# Rough runnung engine



## Drill7 (Oct 11, 2006)

I was given a Toro snow blower with a Tecumseh 7hp engine that the owner couldn't get to run. Pulled the carb off and found two holes in the float. Fixed them and it runs fairly well, but the motor vibrates while it is running. I have not had much experience with Tecumseh engines, is this normal for them or should I look for some internal damage. I've run lots of Briggs and Koler engines and none of them vibrate this badly. I'm thinking if I run it this way things will start to break off of it. Well the price was right any way. Thanks for any replies.
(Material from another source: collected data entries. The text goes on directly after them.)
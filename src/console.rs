//! Terminal side of the table: prompts on one stream, hands and
//! announcements on another (both normally stdout).

use std::io::{self, BufRead, Write};

use blackjack::{DecisionSource, Hand, HandView, TableDisplay, TableEvent};

use crate::error::AppError;

pub const BANNER: &str = "\t\tWelcome to Blackjack\n\n";

fn first_char(answer: &str) -> Option<char> {
    answer.trim_start().chars().next()
}

fn is_yes(answer: &str) -> bool {
    matches!(first_char(answer), Some('y' | 'Y'))
}

fn is_no(answer: &str) -> bool {
    matches!(first_char(answer), Some('n' | 'N'))
}

/// Reads answers line by line, writing each question first
pub struct Prompter<R, W> {
    input: R,
    output: W,
}

impl<R: BufRead, W: Write> Prompter<R, W> {
    pub fn new(input: R, output: W) -> Self {
        Self { input, output }
    }

    #[cfg(test)]
    pub fn into_output(self) -> W {
        self.output
    }

    pub fn banner(&mut self) -> io::Result<()> {
        self.output.write_all(BANNER.as_bytes())?;
        self.output.flush()
    }

    /// Asks `question` and returns the reply without its line ending.
    /// `None` once the input is exhausted.
    fn ask(&mut self, question: &str) -> io::Result<Option<String>> {
        self.output.write_all(question.as_bytes())?;
        self.output.flush()?;

        let mut line = String::new();
        if self.input.read_line(&mut line)? == 0 {
            return Ok(None);
        }
        Ok(Some(line.trim_end_matches(['\r', '\n']).to_string()))
    }

    /// Re-asks until the reply is a number in `min..=max`
    pub fn ask_player_count(&mut self, min: usize, max: usize) -> Result<usize, AppError> {
        let question = format!("How many players? ({min}-{max}): ");
        loop {
            let answer = self.ask(&question)?.ok_or(AppError::InputClosed)?;
            match answer.trim().parse::<usize>() {
                Ok(count) if (min..=max).contains(&count) => return Ok(count),
                _ => log::debug!("Rejected player count {answer:?}"),
            }
        }
    }

    /// First word of the reply; blank replies are asked again
    pub fn ask_player_name(&mut self) -> Result<String, AppError> {
        loop {
            let answer = self.ask("Enter player name: ")?.ok_or(AppError::InputClosed)?;
            if let Some(name) = answer.split_whitespace().next() {
                return Ok(name.to_string());
            }
        }
    }

    /// Anything but an answer starting with `n` keeps playing; end of input stops
    pub fn ask_play_again(&mut self) -> Result<bool, AppError> {
        match self.ask("\nDo you want to play again? (Y/N): ")? {
            Some(answer) => Ok(!is_no(&answer)),
            None => Ok(false),
        }
    }
}

impl<R: BufRead, W: Write> DecisionSource for Prompter<R, W> {
    fn wants_hit(&mut self, name: &str, _hand: &Hand) -> bool {
        match self.ask(&format!("{name}, do you want another hit?(y/n): \n")) {
            Ok(Some(answer)) => is_yes(&answer),
            Ok(None) => false,
            Err(err) => {
                log::warn!("Could not read a decision for {name}: {err}");
                false
            }
        }
    }
}

/// Writes hands and announcements, one per line.
///
/// `TableDisplay` cannot fail, so the first write error is kept and handed
/// back by [`ConsoleDisplay::finish_round`].
pub struct ConsoleDisplay<W> {
    output: W,
    error: Option<io::Error>,
}

impl<W: Write> ConsoleDisplay<W> {
    pub fn new(output: W) -> Self {
        Self {
            output,
            error: None,
        }
    }

    #[cfg(test)]
    pub fn into_output(self) -> W {
        self.output
    }

    fn line(&mut self, text: &str) {
        if self.error.is_some() {
            return;
        }
        if let Err(err) = writeln!(self.output, "{text}") {
            self.error = Some(err);
        }
    }

    pub fn finish_round(&mut self) -> io::Result<()> {
        if let Some(err) = self.error.take() {
            return Err(err);
        }
        self.output.flush()
    }
}

impl<W: Write> TableDisplay for ConsoleDisplay<W> {
    fn show_hand(&mut self, view: &HandView) {
        self.line(&view.to_string());
    }

    fn announce(&mut self, event: &TableEvent) {
        self.line(&event.to_string());
    }
}

#[cfg(test)]
mod tests {
    use super::*;
    use blackjack::{Card, Rank, Suit};
    use std::io::Cursor;

    fn prompter(input: &str) -> Prompter<Cursor<Vec<u8>>, Vec<u8>> {
        Prompter::new(Cursor::new(input.as_bytes().to_vec()), Vec::new())
    }

    fn written(prompter: Prompter<Cursor<Vec<u8>>, Vec<u8>>) -> String {
        String::from_utf8(prompter.into_output()).unwrap()
    }

    #[test]
    fn test_player_count_reprompts_until_valid() {
        let mut p = prompter("abc\n0\n8\n3\n");
        assert_eq!(p.ask_player_count(1, 7).unwrap(), 3);
        assert_eq!(written(p).matches("How many players? (1-7): ").count(), 4);
    }

    #[test]
    fn test_player_count_input_closed() {
        let mut p = prompter("9\n");
        assert!(matches!(p.ask_player_count(1, 7), Err(AppError::InputClosed)));
    }

    #[test]
    fn test_player_name_takes_first_word() {
        let mut p = prompter("\n  Ann Smith\n");
        assert_eq!(p.ask_player_name().unwrap(), "Ann");
        assert_eq!(written(p).matches("Enter player name: ").count(), 2);
    }

    #[test]
    fn test_hit_decision_tokens() {
        let mut p = prompter("y\nYes\n  y\nn\nmaybe\n\n");
        let hand = Hand::new();
        assert!(p.wants_hit("Ann", &hand));
        assert!(p.wants_hit("Ann", &hand));
        assert!(p.wants_hit("Ann", &hand));
        assert!(!p.wants_hit("Ann", &hand));
        assert!(!p.wants_hit("Ann", &hand));
        assert!(!p.wants_hit("Ann", &hand));
        // end of input stands
        assert!(!p.wants_hit("Ann", &hand));
        assert!(written(p).starts_with("Ann, do you want another hit?(y/n): \n"));
    }

    #[test]
    fn test_play_again_tokens() {
        let mut p = prompter("y\n\nwhatever\nN\n");
        assert!(p.ask_play_again().unwrap());
        assert!(p.ask_play_again().unwrap());
        assert!(p.ask_play_again().unwrap());
        assert!(!p.ask_play_again().unwrap());
        assert!(!p.ask_play_again().unwrap());
    }

    #[test]
    fn test_display_writes_lines() {
        let mut display = ConsoleDisplay::new(Vec::new());
        let hand = Hand::from_cards(vec![
            Card::new(Rank::Ace, Suit::Clubs),
            Card::new(Rank::Queen, Suit::Diamonds),
        ]);
        display.show_hand(&HandView::new("Ann", &hand));
        display.show_hand(&HandView::new("Bob", &Hand::new()));
        display.announce(&TableEvent::Win {
            name: "Ann".to_string(),
        });
        display.finish_round().unwrap();

        let out = String::from_utf8(display.into_output()).unwrap();
        assert_eq!(out, "Ann: \tAc\tQd\t(21)\nBob: \t<empty>\nAnn wins!\n");
    }

    /// Accepts one write, then fails every write after it
    struct BrokenPipe {
        writes: usize,
    }

    impl Write for BrokenPipe {
        fn write(&mut self, buf: &[u8]) -> io::Result<usize> {
            self.writes += 1;
            if self.writes > 1 {
                return Err(io::Error::new(io::ErrorKind::BrokenPipe, "closed"));
            }
            Ok(buf.len())
        }

        fn flush(&mut self) -> io::Result<()> {
            Ok(())
        }
    }

    #[test]
    fn test_display_write_error_reported_at_round_end() {
        let mut display = ConsoleDisplay::new(BrokenPipe { writes: 0 });
        display.announce(&TableEvent::OutOfCards);
        display.announce(&TableEvent::OutOfCards);
        display.announce(&TableEvent::OutOfCards);

        let err = display.finish_round().unwrap_err();
        assert_eq!(err.kind(), io::ErrorKind::BrokenPipe);
        // the failed write stops further output
        assert_eq!(display.output.writes, 2);
        // reported once, then the display is usable again
        assert!(display.finish_round().is_ok());
    }

    #[test]
    fn test_banner() {
        let mut p = prompter("");
        p.banner().unwrap();
        assert_eq!(written(p), BANNER);
    }
}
Dave


----------



## big ed (Jul 29, 2006)

first look for loose parts on the engine pulleys are a common thing that will work loose and can even cause damage from the outside in, the engine may not be at fault it 
may be a bad bearing in the drive system the best thing to do is to isolate the engine 
by taking the belts off and running the engine if it still vibrates it may have a broken 
counter-balance a bent crank or even a slightly sheared flywheel key but your right
if it vibrates as bad as you say it will self destruct good luck


----------



## certifiedtech (Jun 30, 2006)

A leaky float must be replaced, even though you may have patched some holes, it *will not*  work properly. 
The vibration mentioned may be caused from the engine running rich(too much gas) which is exactly what a damaged float can cause.


----------